Dans les cartons, pour les mois ou les années à venir : le lancement d'une marketplace, la mise en place d'une plateforme d'e-education ou le développement d'une offre d'optimisation des supply chains. "Nous investissons aussi de façon minoritaire dans des start-up, avec des tickets de 500 000 euros. Depuis 30 ans, je connais le ban et l'arrière ban de la fusion/acquisition en Europe, qui nous apporte des dossiers conventionnels. Nous ne sommes pas encore câblés avec le M&A digital, nous travaillons dessus. Très clairement, nous recherchons des acquisitions dans le numérique." A bon entendeur...

Pourquoi cet appétit affiché pour le numérique ? "La digitalisation nous a ouvert des opportunités auxquelles on ne pensait pas il y a deux ans. Elle nous permet aussi d'attirer de nouveaux talents. Reste à régler la question de la monétisation." Cela n'empêche pas Frédéric Guinot de rêver au milliard d'euros de chiffre d'affaires... il espère en réaliser 500 millions d'ici 5 à 10 ans grâce à son activité traditionnelle, mais ne se fixe pas de limite pour son activité numérique. Il se veut à la fois ambitieux, puisqu'il espère trouver l'équivalent d'Uber pour l'industrie, et humble : "nous savons que notre succès dans le digital dépendra avant tout de notre capacité à convaincre nos clients et nos collègues. L'effet réseau est fondamental."

Avant de convaincre ses confrères forgerons, Frédéric Guinot a déjà dû convaincre en interne. "Aujourd'hui, l'idée d'un digital  extrêmement présent est bien ancrée dans le groupe, mais cela n'a pas été facile.
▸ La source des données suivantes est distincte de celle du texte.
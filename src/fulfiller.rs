//! Fulfillment engine: builds, signs and broadcasts `fulfillRandomWords`
//! transactions and waits for them to be mined.
//!
//! Submission is split in two so the caller can keep broadcasts strictly
//! sequential while confirmations run concurrently:
//! 1. [`FulfillmentSubmitter::broadcast`] checks the request is still
//!    pending, leases a nonce, signs and multisends.
//! 2. [`FulfillmentSubmitter::confirm`] polls for the receipt and reports
//!    the outcome.

use alloy_primitives::{Address, U256};
use std::sync::Arc;
use std::time::{Duration, Instant};
use tracing::{debug, info, instrument, warn};

use crate::abi;
use crate::chain::{CoordinatorChain, TxReceipt};
use crate::error::{ChainError, SubmitError};
use crate::keys::Wallet;
use crate::nonce::{InFlight, NonceLease, NonceManager};
use crate::notify::{FulfillmentReport, FulfillmentSink};
use crate::request::{FulfillmentAttempt, InstanceRole, RandomnessRequest};
use crate::tx::{GasPricing, UnsignedTx};

/// Node rejections that mean our nonce counter is out of date.
const STALE_NONCE_MARKERS: &[&str] = &[
    "nonce too low",
    "nonce too high",
    "invalid nonce",
    "already known",
    "replacement transaction underpriced",
];

#[derive(Debug, Clone)]
pub struct SubmitSettings {
    pub chain_id: u64,
    pub coordinator: Address,
    pub pricing: GasPricing,
    pub gas_limit: u64,
    pub confirmation_timeout: Duration,
    pub receipt_poll_interval: Duration,
}

/// How a fulfillment ended, when it did not fail.
#[derive(Debug, Clone)]
pub enum FulfillmentOutcome {
    /// Our transaction fulfilled the request.
    Fulfilled {
        attempt: FulfillmentAttempt,
        block_number: u64,
    },
    /// The chain reported the request fulfilled before we spent gas.
    AlreadyFulfilled,
    /// Our transaction reverted because another instance got there first.
    Reverted { attempt: FulfillmentAttempt },
}

pub type TransactionResult = Result<FulfillmentOutcome, SubmitError>;

/// A broadcast transaction awaiting its receipt.
#[derive(Debug)]
pub struct PendingFulfillment {
    pub attempt: FulfillmentAttempt,
    in_flight: InFlight,
}

#[derive(Debug)]
pub enum Broadcast {
    Skipped,
    Sent(PendingFulfillment),
}

/// Owns the signing key and its nonce counter.
pub struct FulfillmentSubmitter {
    chain: Arc<dyn CoordinatorChain>,
    wallet: Wallet,
    nonces: NonceManager,
    settings: SubmitSettings,
    role: InstanceRole,
    sink: Arc<dyn FulfillmentSink>,
}

fn is_stale_nonce(message: &str) -> bool {
    let lower = message.to_ascii_lowercase();
    STALE_NONCE_MARKERS.iter().any(|m| lower.contains(m))
}

impl FulfillmentSubmitter {
    pub fn new(
        chain: Arc<dyn CoordinatorChain>,
        wallet: Wallet,
        settings: SubmitSettings,
        role: InstanceRole,
        sink: Arc<dyn FulfillmentSink>,
    ) -> Self {
        let nonces = NonceManager::new(wallet.address());
        Self {
            chain,
            wallet,
            nonces,
            settings,
            role,
            sink,
        }
    }

    pub fn address(&self) -> Address {
        self.wallet.address()
    }

    /// Broadcast then wait for the receipt.
    pub async fn submit(&self, request: &RandomnessRequest, seed: U256) -> TransactionResult {
        match self.broadcast(request, seed).await? {
            Broadcast::Skipped => Ok(FulfillmentOutcome::AlreadyFulfilled),
            Broadcast::Sent(pending) => self.confirm(request, pending).await,
        }
    }

    /// Sign and multisend a fulfillment for `request`.
    ///
    /// The nonce lock is held from lease to broadcast, so concurrent callers
    /// are served in call order.
    #[instrument(skip_all, fields(request_id = %request.request_id, role = %self.role))]
    pub async fn broadcast(
        &self,
        request: &RandomnessRequest,
        seed: U256,
    ) -> Result<Broadcast, SubmitError> {
        if !self.chain.is_pending(request.request_id).await? {
            info!("Request already fulfilled on-chain, skipping");
            return Ok(Broadcast::Skipped);
        }

        let input = abi::encode_fulfill(request, seed);
        let lease = self.nonces.acquire(self.chain.as_ref()).await?;
        let nonce = lease.nonce();
        let tx = UnsignedTx {
            chain_id: self.settings.chain_id,
            nonce,
            gas_limit: self.settings.gas_limit,
            pricing: self.settings.pricing,
            to: self.settings.coordinator,
            value: U256::ZERO,
            input,
        };
        let signed = self
            .wallet
            .sign(&tx)
            .map_err(|e| SubmitError::Signing(e.to_string()))?;

        match self.chain.broadcast(&signed.raw).await {
            Ok(tx_hash) => {
                if tx_hash != signed.hash {
                    warn!(expected = %signed.hash, reported = %tx_hash, "Node reported a different tx hash");
                }
                let in_flight = lease.commit();
                info!(
                    nonce,
                    tx_hash = %signed.hash,
                    outstanding = self.nonces.outstanding(),
                    "Fulfillment broadcast"
                );
                Ok(Broadcast::Sent(PendingFulfillment {
                    attempt: FulfillmentAttempt {
                        request_id: request.request_id,
                        seed,
                        tx_hash: signed.hash,
                        nonce,
                        submitted_at: Instant::now(),
                        role: self.role,
                    },
                    in_flight,
                }))
            }
            Err(e) => Err(classify_broadcast_error(e, lease)),
        }
    }

    /// Wait for the receipt of a broadcast fulfillment.
    #[instrument(skip_all, fields(request_id = %request.request_id, tx_hash = %pending.attempt.tx_hash))]
    pub async fn confirm(
        &self,
        request: &RandomnessRequest,
        pending: PendingFulfillment,
    ) -> TransactionResult {
        let PendingFulfillment { attempt, in_flight } = pending;
        let receipt = match self.wait_for_receipt(&attempt).await {
            Ok(receipt) => receipt,
            Err(e) => {
                // The transaction may never have reached a node, leaving a
                // gap at its nonce.
                drop(in_flight);
                self.nonces.reset().await;
                return Err(e);
            }
        };
        drop(in_flight);

        if receipt.success {
            let blocks_to_fulfill = receipt.block_number.saturating_sub(request.block_number);
            info!(
                block = receipt.block_number,
                blocks_to_fulfill,
                latency_ms = attempt.submitted_at.elapsed().as_millis() as u64,
                "Fulfilled successfully"
            );
            self.sink
                .report(&FulfillmentReport {
                    request_id: request.request_id,
                    seed: attempt.seed,
                    tx_hash: attempt.tx_hash,
                    blocks_to_fulfill,
                })
                .await;
            return Ok(FulfillmentOutcome::Fulfilled {
                attempt,
                block_number: receipt.block_number,
            });
        }

        if self.chain.is_pending(request.request_id).await? {
            return Err(SubmitError::Reverted {
                request_id: request.request_id,
                tx_hash: attempt.tx_hash,
            });
        }
        info!(
            block = receipt.block_number,
            "Fulfillment reverted, request already fulfilled by another instance"
        );
        Ok(FulfillmentOutcome::Reverted { attempt })
    }

    async fn wait_for_receipt(&self, attempt: &FulfillmentAttempt) -> Result<TxReceipt, SubmitError> {
        let timeout = self.settings.confirmation_timeout;
        let deadline = tokio::time::Instant::now() + timeout;
        loop {
            match self.chain.receipt(attempt.tx_hash).await {
                Ok(Some(receipt)) => return Ok(receipt),
                Ok(None) => {}
                Err(e) => debug!(error = %e, "Receipt lookup failed, retrying"),
            }
            if tokio::time::Instant::now() >= deadline {
                return Err(SubmitError::ConfirmationTimeout {
                    tx_hash: attempt.tx_hash,
                    timeout,
                });
            }
            tokio::time::sleep(self.settings.receipt_poll_interval).await;
        }
    }
}

/// Map a broadcast failure onto the submit taxonomy, settling the lease.
fn classify_broadcast_error(error: ChainError, lease: NonceLease<'_>) -> SubmitError {
    let nonce = lease.nonce();
    match error {
        ChainError::Rpc { message, .. } if is_stale_nonce(&message) => {
            warn!(nonce, reason = %message, "Stale nonce, resyncing");
            lease.invalidate();
            SubmitError::StaleNonce { nonce, message }
        }
        ChainError::Rpc { message, .. } if message.to_ascii_lowercase().contains("insufficient funds") => {
            SubmitError::InsufficientFunds(message)
        }
        ChainError::Rpc { message, .. } => SubmitError::Rejected(message),
        // The transaction may or may not have reached a node.
        other => {
            lease.invalidate();
            SubmitError::Chain(other)
        }
    }
}

#[cfg(test)]
mod tests {
    use super::*;
    use crate::abi::tests::sample_request;
    use crate::test_support::{MockCoordinator, RecordingSink, test_wallet};

    fn settings() -> SubmitSettings {
        SubmitSettings {
            chain_id: 8453,
            coordinator: Address::repeat_byte(0xc0),
            pricing: GasPricing::Eip1559 {
                max_fee_per_gas: 2_000_000_000,
                max_priority_fee_per_gas: 1_000_000,
            },
            gas_limit: 1_500_000,
            confirmation_timeout: Duration::from_millis(200),
            receipt_poll_interval: Duration::from_millis(10),
        }
    }

    fn submitter(mock: &MockCoordinator, seed: u8, sink: Arc<RecordingSink>) -> FulfillmentSubmitter {
        let wallet = test_wallet(seed);
        let chain = mock.chain_for(wallet.address());
        FulfillmentSubmitter::new(chain, wallet, settings(), InstanceRole::Immediate, sink)
    }

    #[test]
    fn stale_nonce_markers_match_node_messages() {
        assert!(is_stale_nonce("Nonce too low: next nonce 5, tx nonce 4"));
        assert!(is_stale_nonce("already known"));
        assert!(!is_stale_nonce("insufficient funds for gas * price + value"));
    }

    #[tokio::test]
    async fn fulfills_pending_request_and_reports() {
        let mock = MockCoordinator::new(100);
        let request = sample_request(1, 100);
        mock.add_request(request.clone());
        let sink = Arc::new(RecordingSink::default());
        let submitter = submitter(&mock, 1, sink.clone());

        let outcome = submitter.submit(&request, U256::from(99u64)).await.unwrap();

        assert!(matches!(outcome, FulfillmentOutcome::Fulfilled { block_number: 101, .. }));
        let reports = sink.reports();
        assert_eq!(reports.len(), 1);
        assert_eq!(reports[0].seed, U256::from(99u64));
        assert_eq!(reports[0].blocks_to_fulfill, 1);
        assert_eq!(mock.submissions()[0].seed, U256::from(99u64));
    }

    #[tokio::test]
    async fn already_fulfilled_request_spends_no_gas() {
        let mock = MockCoordinator::new(100);
        let request = sample_request(1, 100);
        let sink = Arc::new(RecordingSink::default());
        let submitter = submitter(&mock, 1, sink.clone());

        // Never added, so the coordinator reports a zero commitment.
        let outcome = submitter.submit(&request, U256::from(1u64)).await.unwrap();

        assert!(matches!(outcome, FulfillmentOutcome::AlreadyFulfilled));
        assert!(mock.submissions().is_empty());
        assert!(sink.reports().is_empty());
    }

    #[tokio::test]
    async fn lost_race_is_a_revert_not_an_error() {
        let mock = MockCoordinator::new(100);
        let request = sample_request(1, 100);
        mock.add_request(request.clone());
        let winner = submitter(&mock, 1, Arc::new(RecordingSink::default()));
        let loser_sink = Arc::new(RecordingSink::default());
        let loser = submitter(&mock, 2, loser_sink.clone());

        winner.submit(&request, U256::from(1u64)).await.unwrap();
        mock.stale_commitment_reads(1);
        let outcome = loser.submit(&request, U256::from(2u64)).await.unwrap();

        assert!(matches!(outcome, FulfillmentOutcome::Reverted { .. }));
        assert_eq!(mock.successful_fulfillments(request.request_id), 1);
        assert!(loser_sink.reports().is_empty());
    }

    #[tokio::test]
    async fn stale_nonce_is_typed_and_recovers() {
        let mock = MockCoordinator::new(100);
        let first = sample_request(1, 100);
        let second = sample_request(2, 100);
        mock.add_request(first.clone());
        mock.add_request(second.clone());
        let wallet = test_wallet(1);
        let submitter = submitter(&mock, 1, Arc::new(RecordingSink::default()));

        submitter.submit(&first, U256::from(1u64)).await.unwrap();
        // Another process shares the key and bumps the nonce behind our back.
        mock.set_transaction_count(wallet.address(), 0);
        let err = submitter.submit(&second, U256::from(2u64)).await.unwrap_err();
        assert!(matches!(err, SubmitError::StaleNonce { nonce: 1, .. }));

        let outcome = submitter.submit(&second, U256::from(2u64)).await.unwrap();
        assert!(matches!(outcome, FulfillmentOutcome::Fulfilled { .. }));
        assert_eq!(mock.submissions()[1].nonce, 0);
    }

    #[tokio::test]
    async fn consecutive_broadcasts_use_increasing_nonces() {
        let mock = MockCoordinator::new(100);
        let sink = Arc::new(RecordingSink::default());
        let submitter = submitter(&mock, 1, sink);
        for id in 1..=3 {
            let request = sample_request(id, 100);
            mock.add_request(request.clone());
            match submitter.broadcast(&request, U256::from(id)).await.unwrap() {
                Broadcast::Sent(pending) => assert_eq!(pending.attempt.nonce, id - 1),
                Broadcast::Skipped => panic!("request {id} skipped"),
            }
        }
    }
}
Cette vision a suscité des jalousies : des gens ont pensé que je n'aimais plus les machines." La volonté d'avancer vite se traduit aussi par des décisions "dictatoriales" (sic), "pour casser les silos" et imposer les mêmes outils informatiques à toutes les filiales. Dans cette évolution, Farinia est notamment accompagné par Octo et Sfeir. "Nous n'avons pas trouvé de réfractaire au sein du groupe : il y a un véritable intérêt pour cette transformation. Mieux : on a créé un sentiment de fierté. Nos douze sociétés sont en région : avec l'impression 3D, le pilotage à distance des machines ou nos investissements dans les énergies renouvelables, elles ont vraiment l'impression d'être en plein dans le XXIe siècle."

Comment expliquer une telle volonté de digitalisation ? "C'est avant tout une prise de conscience très personnelle : j'ai trois enfants, dont deux ingénieurs. Depuis 5 ans, ils m'expliquent que la forge ne les intéresse pas trop... Mon fils m'a abonné à Wired. Le moteur, c'est la curiosité."